Virtual Ribbon Project

August will be the 75th anniversary of the atomic bombings of Hiroshima (6th) and Nagasaki (9th).  Peace Action chapters throughout Maryland are developing local vigils and programs to commemorate these horrific events—and to say never again.

As a part of the Ribbon Campaign, we invite you, and your children, to create art on the theme of “What I love most and could not bear to see lost in a nuclear war.”  We will help you upload your art to a Web site that will stream vigils, protests and special events world-wide on Aug. 6 and 9.

Some History

The Ribbon International was created in 1982 as a protest against nuclear war by Justine Merritt (1924–2009) Merritt conceived the idea of wrapping the Pentagon with a mile of ribbon to recall “that we love the earth and its people,” which is analogous with tying a string around one’s finger to remember something.
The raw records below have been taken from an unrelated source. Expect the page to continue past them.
impl<'de> Deserialize<'de> for MatrixDefinition {
    fn deserialize<D>(deserializer: D) -> Result<Self, D::Error>
    where
        D: Deserializer<'de>,
    {
        use serde::de::Error;

        let mapping = serde_yaml::Mapping::deserialize(deserializer)?;
        let mut matrix = MatrixDefinition::default();

        for (key, value) in mapping {
            let key = key
                .as_str()
                .ok_or_else(|| D::Error::custom("matrix keys must be strings"))?
                .to_string();

            if key == "exclude" {
                let rules = value
                    .as_sequence()
                    .ok_or_else(|| D::Error::custom("matrix exclude must be a list"))?;
                for rule in rules {
                    let rule = rule.as_mapping().ok_or_else(|| {
                        D::Error::custom("each matrix exclude rule must be a mapping")
                    })?;
                    let mut pairs = Vec::with_capacity(rule.len());
                    for (axis, value) in rule {
                        let axis = axis
                            .as_str()
                            .ok_or_else(|| D::Error::custom("exclude keys must be strings"))?;
                        pairs.push((axis.to_string(), scalar(value).map_err(D::Error::custom)?));
                    }
                    matrix.exclude.push(pairs);
                }
                continue;
            }

            let values = match &value {
                serde_yaml::Value::Sequence(items) => items
                    .iter()
                    .map(scalar)
                    .collect::<Result<Vec<_>, _>>()
                    .map_err(D::Error::custom)?,
                other => vec![scalar(other).map_err(D::Error::custom)?],
            };
            matrix.axes.push((key, values));
        }

        Ok(matrix)
    }
}

impl Serialize for MatrixDefinition {
    fn serialize<S>(&self, serializer: S) -> Result<S::Ok, S::Error>
    where
        S: Serializer,
    {
        use serde::ser::SerializeMap;

        let mut map = serializer.serialize_map(Some(self.axes.len() + 1))?;
        for (axis, values) in &self.axes {
            map.serialize_entry(axis, values)?;
        }
        if !self.exclude.is_empty() {
            let rules: Vec<HashMap<&str, &Value>> = self
                .exclude
                .iter()
                .map(|rule| rule.iter().map(|(k, v)| (k.as_str(), v)).collect())
                .collect();
            map.serialize_entry("exclude", &rules)?;
        }
        map.end()
    }
}

fn scalar(value: &serde_yaml::Value) -> Result<Value, String> {
    match value {
        serde_yaml::Value::Bool(_) | serde_yaml::Value::Number(_) | serde_yaml::Value::String(_) => {
            Ok(Value::from_yaml(value))
        }
        other => Err(format!("matrix values must be scalars, found {:?}", other)),
    }
}

// =============================================================================
// Cache and resources
// =============================================================================

/// Layered cache declaration for a job
#[derive(Debug, Clone, Default, Serialize, Deserialize)]
#[serde(rename_all = "kebab-case", deny_unknown_fields)]
pub struct CacheSpec {
    /// Primary key template
    pub key: String,

    /// Ordered fallback prefixes
    #[serde(default)]
    pub restore_keys: Vec<String>,

    #[serde(default)]
    pub paths: Vec<String>,
}

/// A named lease scope backed by an external resource provider
#[derive(Debug, Clone, Serialize, Deserialize)]
#[serde(rename_all = "kebab-case", deny_unknown_fields)]
pub struct ResourceScopeSpec {
    #[serde(skip)]
    pub name: String,

    #[serde(default)]
    pub labels: Vec<String>,

    /// Jobs that may share one active lease concurrently
    #[serde(default = "default_capacity")]
    pub capacity: usize,

    /// Opaque provider input
    #[serde(default)]
    pub spec: HashMap<String, Value>,

    #[serde(default)]
    pub acquire: Option<String>,

    #[serde(default)]
    pub release: Option<String>,
}

fn default_capacity() -> usize {
    1
}

impl ResourceScopeSpec {
    pub fn new(name: impl Into<String>) -> Self {
        Self {
            name: name.into(),
            labels: Vec::new(),
            capacity: default_capacity(),
            spec: HashMap::new(),
            acquire: None,
            release: None,
        }
    }

    /// Whether this scope's labels cover every requested tag
    pub fn satisfies(&self, tags: &[String]) -> bool {
        tags.iter().all(|tag| self.labels.iter().any(|l| l == tag))
    }
}

// =============================================================================
// Order-preserving map
// =============================================================================

/// String-keyed map that keeps YAML declaration order
#[derive(Debug, Clone, PartialEq)]
pub struct OrderedMap<V> {
    entries: Vec<(String, V)>,
    /// Key -> position in `entries`
    index: HashMap<String, usize>,
}

impl<V> Default for OrderedMap<V> {
    fn default() -> Self {
        Self {
            entries: Vec::new(),
            index: HashMap::new(),
        }
    }
}

impl<V> OrderedMap<V> {
    pub fn new() -> Self {
        Self::default()
    }

    /// Insert or replace, keeping the original position on replace
    pub fn insert(&mut self, key: impl Into<String>, value: V) {
        let key = key.into();
        match self.index.get(&key) {
            Some(&pos) => self.entries[pos].1 = value,
            None => {
                self.index.insert(key.clone(), self.entries.len());
                self.entries.push((key, value));
            }
        }
    }

    pub fn get(&self, key: &str) -> Option<&V> {
        self.index.get(key).map(|&pos| &self.entries[pos].1)
    }

    pub fn contains_key(&self, key: &str) -> bool {
        self.get(key).is_some()
    }

    pub fn position(&self, key: &str) -> Option<usize> {
        self.index.get(key).copied()
    }

    pub fn iter(&self) -> impl Iterator<Item = (&String, &V)> {
        self.entries.iter().map(|(k, v)| (k, v))
    }

    pub fn iter_mut(&mut self) -> impl Iterator<Item = (&String, &mut V)> {
        self.entries.iter_mut().map(|(k, v)| (&*k, v))
    }

    pub fn keys(&self) -> impl Iterator<Item = &String> {
        self.entries.iter().map(|(k, _)| k)
    }

    pub fn values(&self) -> impl Iterator<Item = &V> {
        self.entries.iter().map(|(_, v)| v)
    }

    pub fn len(&self) -> usize {
        self.entries.len()
    }

    pub fn is_empty(&self) -> bool {
        self.entries.is_empty()
    }
}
The event took place on August 4, 1985, the 40th anniversary of the atomic bombings of Hiroshima and Nagasaki.

The Ribbon was made in the three years leading up to the Pentagon event from hundreds of panels created by local groups. Each 36 by 18 inch panel used embroidery, quilting, painting and other techniques. The makers were invited to convey their thoughts and emotions in the panels, with their story on the back. Panels were received from contributors in every state in the United States.
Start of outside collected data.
// Execution Events
// Progress events streamed to front-ends while a run executes

use crate::execution::instance::{InstanceId, JobStatus, StepStatus};
use crate::execution::report::RunOutcome;
use crate::lease::LeaseState;

use std::time::Duration;
use tokio::sync::mpsc;

pub type ProgressSender = mpsc::UnboundedSender<ExecutionEvent>;

pub type ProgressReceiver = mpsc::UnboundedReceiver<ExecutionEvent>;

pub fn progress_channel() -> (ProgressSender, ProgressReceiver) {
    mpsc::unbounded_channel()
}

#[derive(Debug, Clone)]
pub enum ExecutionEvent {
    RunStarted {
        pipeline: String,
        total_jobs: usize,
    },

    RunCompleted {
        pipeline: String,
        outcome: RunOutcome,
        duration: Duration,
    },

    JobStarted {
        instance: InstanceId,
        name: String,
        total_steps: usize,
    },

    JobCompleted {
        instance: InstanceId,
        name: String,
        status: JobStatus,
        duration: Duration,
    },

    /// A job reached a terminal state without running
    JobSettled {
        instance: InstanceId,
        name: String,
        status: JobStatus,
        reason: String,
    },

    StepStarted {
        instance: InstanceId,
        step_id: String,
        name: String,
        step_index: usize,
    },

    StepOutput {
        instance: InstanceId,
        step_id: String,
        line: String,
        is_error: bool,
    },

    StepCompleted {
        instance: InstanceId,
        step_id: String,
        step_index: usize,
        status: StepStatus,
        duration: Duration,
        error: Option<String>,
    },

    StepSkipped {
        instance: InstanceId,
        step_id: String,
        step_index: usize,
    },

    CacheRestored {
        instance: InstanceId,
        key: String,
        exact: bool,
    },

    CacheMissed {
        instance: InstanceId,
        key: String,
    },

    CacheSaved {
        instance: InstanceId,
        key: String,
    },

    LeaseChanged {
        scope: String,
        state: LeaseState,
    },

    Warning {
        message: String,
    },
}

impl ExecutionEvent {
    pub fn run_started(pipeline: impl Into<String>, total_jobs: usize) -> Self {
        Self::RunStarted {
            pipeline: pipeline.into(),
            total_jobs,
        }
    }

    pub fn run_completed(pipeline: impl Into<String>, outcome: RunOutcome, duration: Duration) -> Self {
        Self::RunCompleted {
            pipeline: pipeline.into(),
            outcome,
            duration,
        }
    }

    pub fn job_started(instance: InstanceId, name: impl Into<String>, total_steps: usize) -> Self {
        Self::JobStarted {
            instance,
            name: name.into(),
            total_steps,
        }
    }

    pub fn job_completed(
        instance: InstanceId,
        name: impl Into<String>,
        status: JobStatus,
        duration: Duration,
    ) -> Self {
        Self::JobCompleted {
            instance,
            name: name.into(),
            status,
            duration,
        }
    }

    pub fn job_settled(
        instance: InstanceId,
        name: impl Into<String>,
        status: JobStatus,
        reason: impl Into<String>,
    ) -> Self {
        Self::JobSettled {
            instance,
            name: name.into(),
            status,
            reason: reason.into(),
        }
    }

    pub fn step_output(
        instance: InstanceId,
        step_id: impl Into<String>,
        line: impl Into<String>,
        is_error: bool,
    ) -> Self {
        Self::StepOutput {
            instance,
            step_id: step_id.into(),
            line: line.into(),
            is_error,
        }
    }

    pub fn warning(message: impl Into<String>) -> Self {
        Self::Warning {
            message: message.into(),
        }
    }
}

/// Fire-and-forget sending; a dropped receiver is not an error
pub trait EventSender {
    fn send_event(&self, event: ExecutionEvent);
}

impl EventSender for ProgressSender {
    fn send_event(&self, event: ExecutionEvent) {
        let _ = self.send(event);
    }
}

impl EventSender for Option<ProgressSender> {
    fn send_event(&self, event: ExecutionEvent) {
        if let Some(sender) = self {
            let _ = sender.send(event);
        }
    }
}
When all 27,000 individual panels were joined together on August 4, it created a ribbon 18 miles long. The Ribbon wrapped around the Pentagon building, through the Pentagon parking lot, down the foot paths alongside the Jefferson Davis Highway and Washington Boulevard, crossed the Potomac River into Washington D.C. at the Arlington Memorial Bridge, and traveled into the National Mall area. The Ribbon then went past the Lincoln Memorial, along the south side of the Lincoln Memorial Reflecting Pool, continuing east along the National Mall, and around the U.S.Capitol Building. It then turned west along the north side of the National Mall, went around the Ellipse by the White House, passed the Lincoln Memorial, crossed the Potomac River again and returned to the Pentagon. The event was covered in the film The Ribbon Starts Here by Nigel Noble (1988). Watch a YouTube video of the 1985 project here.

Let’s Do It Again!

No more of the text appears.